For years, Illinois State University has been knocking down old dorms and nudging its sophomores, juniors, and seniors into off-campus apartments. Developers and landlords looking to make a buck responded by building more and more apartment buildings, luring students with fancy amenities and names like The Lodge and The Summit.

But all that could soon be flipped upside down.

ISU is pivoting back into on-campus housing. The university is looking to partner with a developer for a public-private partnership that would add up to 1,200 beds—a 20 percent increase in on-campus housing. Tuesday is the deadline for developer proposals, and ISU wants to have its new housing project built in time for the fall 2021 semester.

This change in direction would disrupt the off-campus student housing market. Landlords say vacancies will rise as more students stay on campus, cutting into their revenue and increasing the likelihood for dilapidation and even foreclosures. Some say they were surprised by ISU’s abrupt shift in housing philosophy and want more information.

“I wish we knew more about it. It’s been very under the radar, kind of a secretive thing,” said Ed Sauder, an owner of The Summit, the $4 million-plus student apartment building that opened in 2018. Sauder has owned apartments locally since attending ISU in the 1970s.

“We were a little bit disappointed that there wasn’t some communication between the university and the support community, as to where they were going,” Sauder said. “We’re always glad for good things to happen at ISU. We also somewhat question why they’re going back into the real estate business when they made a major plunge away from it a few years ago.”

The off-campus student housing business has changed drastically in the last decade, when ISU closed (and later demolished) two giant dorms and pushed 1,500 students into the private sector. Townwide Normal has seen 64 new apartment buildings with over 1,240 units built over the last decade, many for the ISU market, according to Town of Normal records. Twenty years ago, 40 percent of undergraduate ISU students lived on campus.
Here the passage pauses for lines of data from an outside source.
//! Capture timestamps.

use std::time::Duration;

#[cfg(feature = "serde")]
use serde::{Deserialize, Serialize};

/// Nanosecond-precision capture timestamp.
///
/// Measured from an arbitrary session origin (the capture service's clock).
/// Throttling in the coverage tracker is expressed against these values
/// rather than the wall clock, so replayed or simulated sessions behave the
/// same as live ones.
///
/// # Example
///
/// ```
/// use scan_types::Timestamp;
///
/// let ts = Timestamp::from_secs_f64(1.5);
/// assert_eq!(ts.as_nanos(), 1_500_000_000);
/// assert_eq!(Timestamp::from_millis(1500), ts);
/// ```
#[derive(Debug, Clone, Copy, PartialEq, Eq, PartialOrd, Ord, Hash, Default)]
#[cfg_attr(feature = "serde", derive(Serialize, Deserialize))]
pub struct Timestamp {
    nanos: u64,
}

impl Timestamp {
    /// Creates a timestamp from nanoseconds.
    #[must_use]
    pub const fn from_nanos(nanos: u64) -> Self {
        Self { nanos }
    }

    /// Creates a timestamp from milliseconds.
    #[must_use]
    pub const fn from_millis(millis: u64) -> Self {
        Self {
            nanos: millis.saturating_mul(1_000_000),
        }
    }

    /// Creates a timestamp from seconds. Negative values clamp to zero.
    #[must_use]
    #[allow(clippy::cast_sign_loss, clippy::cast_possible_truncation)]
    pub fn from_secs_f64(secs: f64) -> Self {
        let nanos = (secs * 1e9).max(0.0) as u64;
        Self { nanos }
    }

    /// Returns the zero timestamp.
    #[must_use]
    pub const fn zero() -> Self {
        Self { nanos: 0 }
    }

    /// Returns the timestamp in nanoseconds.
    #[must_use]
    pub const fn as_nanos(self) -> u64 {
        self.nanos
    }

    /// Returns the timestamp in seconds.
    #[must_use]
    #[allow(clippy::cast_precision_loss)]
    pub fn as_secs_f64(self) -> f64 {
        self.nanos as f64 / 1e9
    }

    /// Time elapsed since `earlier`, saturating at zero if `earlier` is later.
    #[must_use]
    pub const fn saturating_since(self, earlier: Self) -> Duration {
        Duration::from_nanos(self.nanos.saturating_sub(earlier.nanos))
    }

    /// Returns this timestamp advanced by `duration`, saturating on overflow.
    #[must_use]
    #[allow(clippy::cast_possible_truncation)]
    pub fn saturating_add(self, duration: Duration) -> Self {
        let add = u64::try_from(duration.as_nanos()).unwrap_or(u64::MAX);
        Self {
            nanos: self.nanos.saturating_add(add),
        }
    }
}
Now it’s 31 percent.

Lodge exterior
Credit Cindy Le / WGLT
/
WGLT
An expansion of The Lodge opened in fall 2018, one of several recent high-profile openings in the off-campus apartment market.

Landlords say the apartment market is already saturated, especially after the fall 2018 openings of The Summit (25 units with 84 beds), Stadium Suites (24 units with 84 beds) near Hancock Stadium, and a major expansion of The Lodge (added 263 beds) on Willow Street.

“We’re overbuilt right now. There’s lots of vacancies,” said Tom O’Rourke, owner of Redbird Property Management, which manages 310 student apartment units.

There are many reasons for ISU’s shift in housing strategy, informed in part by a 2018 study from consultant Brailsford & Dunlavey. It found ISU lacks enough on-campus housing for sophomores.

“We are expecting fewer people to be graduating from high school. Competition is as strong as it's ever been between (higher education) institutions,” ISU Vice President for Student Affairs Levester Johnson said. “We have to make sure we're upping our game just to maintain where we're at enrollmentwise.”

Johnson said ISU has no plans to drastically grow total enrollment beyond the 20,000 to 21,000 range where it is now. As the supply-and-demand equation changes, what's ISU message to off-campus apartment owners?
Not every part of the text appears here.